Give back an exact copy of the lines below, from the first through the line with "(Some(_), Some(run_id)) =>"; please stop there.

Start of RECORDS FOR THIS EXERCISE

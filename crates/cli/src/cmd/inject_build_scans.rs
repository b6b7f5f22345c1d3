use std::{path::PathBuf, process::ExitCode};

use anyhow::Result;
use argp::FromArgs;
use pr_actions_core::config::{GitHubConfig, InjectConfig};
use pr_actions_github::{
    GitHub,
    inject::{
        InjectOutcome, InjectSettings, inject_build_scans, read_status_file, required_inputs,
    },
};

use crate::util::{native_path, parse_input};

#[derive(FromArgs, PartialEq, Eq, Debug)]
/// Attach build scan links to the pull request report of a workflow run.
#[argp(subcommand, name = "inject-build-scans")]
pub struct Args {
    #[argp(option)]
    /// workflow run ID (defaults to the workflow-run-id input)
    workflow_run_id: Option<u64>,
    #[argp(option, short = 's', from_str_fn(native_path))]
    /// build status file (defaults to build-metadata.json)
    status_file: Option<PathBuf>,
    #[argp(option, short = 'c', from_str_fn(native_path))]
    /// YAML configuration file
    config: Option<PathBuf>,
}

pub async fn run(args: Args) -> Result<ExitCode> {
    let mut config = InjectConfig::load(args.config.as_deref())?;
    if let Some(status_file) = args.status_file {
        config.status_file = status_file;
    }
    let status_data = read_status_file(&config.status_file).await;
    // Inputs and credentials are only needed once there is something to attach
    let run_id = match (&status_data, args.workflow_run_id) {
        (None, _) => None,
        (Some(_), Some(run_id)) => Some(run_id),
        (Some(_), None) => parse_input::<u64>("workflow-run-id")?,
    };
    let outcome = match required_inputs(status_data.as_deref(), run_id) {
        Err(reason) => {
            tracing::warn!("{}", reason);
            InjectOutcome::Skipped(reason)
        }
        Ok(_) => {
            let github = GitHub::new(&GitHubConfig::from_env()?)?;
            let settings = InjectSettings::from(&config);
            inject_build_scans(&github, status_data.as_deref(), run_id, &settings).await?
        }
    };
    for annotation in outcome.annotations() {
        println!("{annotation}");
    }
    if let InjectOutcome::Completed(report) = &outcome {
        tracing::info!(
            "Comment: {:?}, check run: {:?}, summary: {:?}",
            report.comment,
            report.check_run,
            report.summary
        );
    }
    Ok(ExitCode::SUCCESS)
}
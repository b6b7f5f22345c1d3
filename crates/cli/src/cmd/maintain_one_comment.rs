use std::process::ExitCode;

use anyhow::{Context, Result};
use argp::FromArgs;
use pr_actions_core::config::{GitHubConfig, input};
use pr_actions_github::{
    GitHub,
    maintain::{MaintainOutcome, maintain_one_comment},
};

use crate::util::parse_input;

#[derive(FromArgs, PartialEq, Eq, Debug)]
/// Create or update the single pull request comment tagged with a marker.
#[argp(subcommand, name = "maintain-one-comment")]
pub struct Args {
    #[argp(option)]
    /// comment body (defaults to the body input)
    body: Option<String>,
    #[argp(option)]
    /// marker identifying the comment (defaults to the body-marker input)
    body_marker: Option<String>,
    #[argp(option)]
    /// pull request number (defaults to the pr-number input)
    pr_number: Option<u64>,
}

pub async fn run(args: Args) -> Result<ExitCode> {
    let body =
        args.body.or_else(|| input("body")).context("Input required and not supplied: body")?;
    let marker = args
        .body_marker
        .or_else(|| input("body-marker"))
        .context("Input required and not supplied: body-marker")?;
    let number = match args.pr_number {
        Some(number) => number,
        None => parse_input::<u64>("pr-number")?
            .context("Input required and not supplied: pr-number")?,
    };
    let github = GitHub::new(&GitHubConfig::from_env()?)?;

    match maintain_one_comment(&github, number, &body, &marker).await? {
        MaintainOutcome::Created { comment_id } => {
            tracing::info!("Created comment {}", comment_id)
        }
        MaintainOutcome::Updated { comment_id } => {
            tracing::info!("Updated comment {}", comment_id)
        }
    }
    Ok(ExitCode::SUCCESS)
}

End of RECORDS FOR THIS EXERCISE

WRITTEN REPLY:
filename crates/cli/src/cmd/inject_build_scans.rs
repository b6b7f5f22345c1d3
use std::{path::PathBuf, process::ExitCode};

use anyhow::Result;
use argp::FromArgs;
use pr_actions_core::config::{GitHubConfig, InjectConfig};
use pr_actions_github::{
    GitHub,
    inject::{
        InjectOutcome, InjectSettings, inject_build_scans, read_status_file, required_inputs,
    },
};

use crate::util::{native_path, parse_input};

#[derive(FromArgs, PartialEq, Eq, Debug)]
/// Attach build scan links to the pull request report of a workflow run.
#[argp(subcommand, name = "inject-build-scans")]
pub struct Args {
    #[argp(option)]
    /// workflow run ID (defaults to the workflow-run-id input)
    workflow_run_id: Option<u64>,
    #[argp(option, short = 's', from_str_fn(native_path))]
    /// build status file (defaults to build-metadata.json)
    status_file: Option<PathBuf>,
    #[argp(option, short = 'c', from_str_fn(native_path))]
    /// YAML configuration file
    config: Option<PathBuf>,
}

pub async fn run(args: Args) -> Result<ExitCode> {
    let mut config = InjectConfig::load(args.config.as_deref())?;
    if let Some(status_file) = args.status_file {
        config.status_file = status_file;
    }
    let status_data = read_status_file(&config.status_file).await;
    // Inputs and credentials are only needed once there is something to attach
    let run_id = match (&status_data, args.workflow_run_id) {
        (None, _) => None,
        (Some(_), Some(run_id)) => Some(run_id),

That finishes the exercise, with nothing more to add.